Brenda Navarro: Zero secrets; I’ve been a totally public writer since 2019. What makes me laugh is that, since that phrase appeared, every time they like a new book from a Latin American writer in Spain, they refer to it as a secret. Perhaps we’re not a secret, but rather, it’s that insufficient consideration is being given to the diversity of literature worldwide. I’m grateful to Fernanda Melchor for the affection she has for my novel and for my work, and especially for her collegiality as a fellow writer. It was her recommendation that opened many doors for me, and I will always thank her publicly for this, as I now do here. I enjoy writing, and through the creative process, I’ve found a sense of meaning in life whereby I try to understand the world, and it continues to present me with questions. Gospodinov once said in an interview that sometimes it’s better to ask a good question than to have an answer, and I totally agree with him.

E.S.F.M.: In Casas vacías, your first novel, the kidnapping of a boy serves as a launchpad for you to talk about motherhood from the perspective of two different women. Why did you choose such a tragic event to create a reflection on being a mother?

B.N.: I would phrase it differently: I selected a relevant fact like motherhood in Mexican society so that I could write about the various acts of violence that women experience, and how, as an offshoot, disappearances in Mexico and the impunity that surrounds them are intrinsically linked. When I wrote the novel, I was constantly thinking about disappearances as the zeitgeist of the story. The disappearance of a person disrupts the world, leaves it dislocated, incomplete, and that’s what happens to the two women. One loses her son, but the other has a disappeared brother. In both cases, the starting point is the same pain. Motherhood becomes a consequence of the circumstances that prevent these women from acknowledging an autonomy they are denied, regardless of their social class or personal desires. A person you love disappears and, in Mexico, that’s a sociological and political fact that I’m interested in continuing to decipher, but also, when you are a woman, it’s as if, as you mature and become embedded in the world, you disappear and turn into the stereotypes and desires everyone else foists upon you.

E.S.F.M.:  Ariana Harwicz in Matate, amor (translated as Die, My Love by Sarah Moses and Carolina Orloff) and Samanta Schweblin in Distancia de rescate (translated as Fever Dream by Megan McDowell) have already looked at motherhood in literature. What motivated you to write a novel about this topic as well?

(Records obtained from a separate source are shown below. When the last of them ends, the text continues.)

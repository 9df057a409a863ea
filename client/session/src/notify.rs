//! Connectivity banner and the bounded notification center.

use std::collections::VecDeque;

use tracing::info;

use simdash_core::types::{HealthSnapshot, Notification, NotifyLevel};

use crate::state::Session;
use crate::view::ViewState;

/// Default number of notifications kept for display.
const DEFAULT_CAPACITY: usize = 8;

/// The fixed connectivity banner.
#[derive(Debug, Clone, Copy, PartialEq, Eq, Default)]
pub enum Banner {
    Online,
    #[default]
    Demo,
}

impl Banner {
    pub fn label(self) -> &'static str {
        match self {
            Self::Online => "Backend Online",
            Self::Demo => "Demo Mode",
        }
    }

    pub fn icon(self) -> &'static str {
        match self {
            Self::Online => "🟢",
            Self::Demo => "🟡",
        }
    }
}

/// Bounded list of user-facing notifications, newest last.
#[derive(Debug, Default)]
pub struct NotificationCenter {
    items: VecDeque<Notification>,
}

impl NotificationCenter {
    pub fn push(&mut self, level: NotifyLevel, text: impl Into<String>) {
        let notification = Notification::new(level, text);
        info!(level = ?notification.level, text = %notification.text, "Notification");
        if self.items.len() >= DEFAULT_CAPACITY {
            self.items.pop_front();
        }
        self.items.push_back(notification);
    }

    pub fn info(&mut self, text: impl Into<String>) {
        self.push(NotifyLevel::Info, text);
    }

    pub fn success(&mut self, text: impl Into<String>) {
        self.push(NotifyLevel::Success, text);
    }

    pub fn warning(&mut self, text: impl Into<String>) {
        self.push(NotifyLevel::Warning, text);
    }

    pub fn error(&mut self, text: impl Into<String>) {
        self.push(NotifyLevel::Error, text);
    }

    pub fn latest(&self) -> Option<&Notification> {
        self.items.back()
    }

    pub fn iter(&self) -> impl DoubleEndedIterator<Item = &Notification> {
        self.items.iter()
    }

    pub fn len(&self) -> usize {
        self.items.len()
    }

    pub fn is_empty(&self) -> bool {
        self.items.is_empty()
    }
}

/// Apply a health probe outcome to the session and view. `None` means the
/// probe itself failed (transport error).
pub fn apply_health(session: &mut Session, view: &mut ViewState, health: Option<&HealthSnapshot>) {
    match health {
        Some(snapshot) if snapshot.is_healthy() => {
            session.backend_connected = true;
            view.banner = Banner::Online;
            view.notifications.success(format!(
                "Backend connected - {} templates, {} running",
                snapshot.templates_count.unwrap_or(0),
                snapshot.running_experiments.unwrap_or(0),
            ));
        }
        Some(_) => {
            session.backend_connected = false;
            view.banner = Banner::Demo;
            view.notifications.warning("Backend offline - using demo mode");
        }
        None => {
            session.backend_connected = false;
            view.banner = Banner::Demo;
            view.notifications.warning("Backend unavailable - using demo mode");
        }
    }
}

#[cfg(test)]
mod tests {
    use super::*;

    #[test]
    fn test_healthy_probe_sets_banner_and_notification() {
        let mut session = Session::new();
        let mut view = ViewState::new();
        let health = HealthSnapshot {
            status: "healthy".into(),
            templates_count: Some(3),
            ..Default::default()
        };

        apply_health(&mut session, &mut view, Some(&health));

        assert!(session.backend_connected);
        assert_eq!(view.banner.label(), "Backend Online");
        let latest = view.notifications.latest().unwrap();
        assert_eq!(latest.level, NotifyLevel::Success);
        assert!(latest.text.contains("3 templates"));
    }

    #[test]
    fn test_unhealthy_probe_falls_back_to_demo() {
        let mut session = Session::new();
        session.backend_connected = true;
        let mut view = ViewState::new();
        let health = HealthSnapshot { status: "unhealthy".into(), ..Default::default() };

        apply_health(&mut session, &mut view, Some(&health));

        assert!(!session.backend_connected);
        assert_eq!(view.banner, Banner::Demo);
    }

    #[test]
    fn test_failed_probe_warns() {
        let mut session = Session::new();
        let mut view = ViewState::new();
        apply_health(&mut session, &mut view, None);
        assert_eq!(view.banner.label(), "Demo Mode");
        assert_eq!(view.notifications.latest().unwrap().level, NotifyLevel::Warning);
    }

    #[test]
    fn test_notification_center_is_bounded() {
        let mut center = NotificationCenter::default();
        for i in 0..20 {
            center.info(format!("note {}", i));
        }
        assert_eq!(center.len(), DEFAULT_CAPACITY);
        assert_eq!(center.latest().unwrap().text, "note 19");
    }
}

B.N.: As I was saying earlier, I never thought of motherhood as the main theme of my novel, but I’ll try to explain myself better. There’s no question that motherhood continues to be “the issue” for women, because socially, we are biologically destined for it. It is “the issue” to such a degree that I have been saying since 2019 that my novel is not about motherhood, but reading it inevitably leads one to talk about this topic as fundamental. It is a reading that is foreign to my personal objective, however. I understand that the literary fact is submerged in the presence of those who are reading, so I’m not going to tell whoever is reading that their interpretation is wrong. What I can defend is that I didn’t intend to make motherhood the problem, but rather, everything that surrounds it. I like to start from a strong event and then recount the debris. I like to think that what I write is closer to the dissection of the debris than “literature about women.” Why do I make the case that the novel is not about motherhood? Because motherhood is a consequence of various decisions and events involving these two women, but if you were to look at them from the perspective that what they most desire and suffer from is the loss of a leg, rather than not wanting to be mothers, there’d be a different reading of these characters. It would be understood that this fact, which triggers everything, is a consequence, not a cause. But since it’s socially impossible to stop assuming that motherhood is “the issue,” we’re still talking about this in 2023.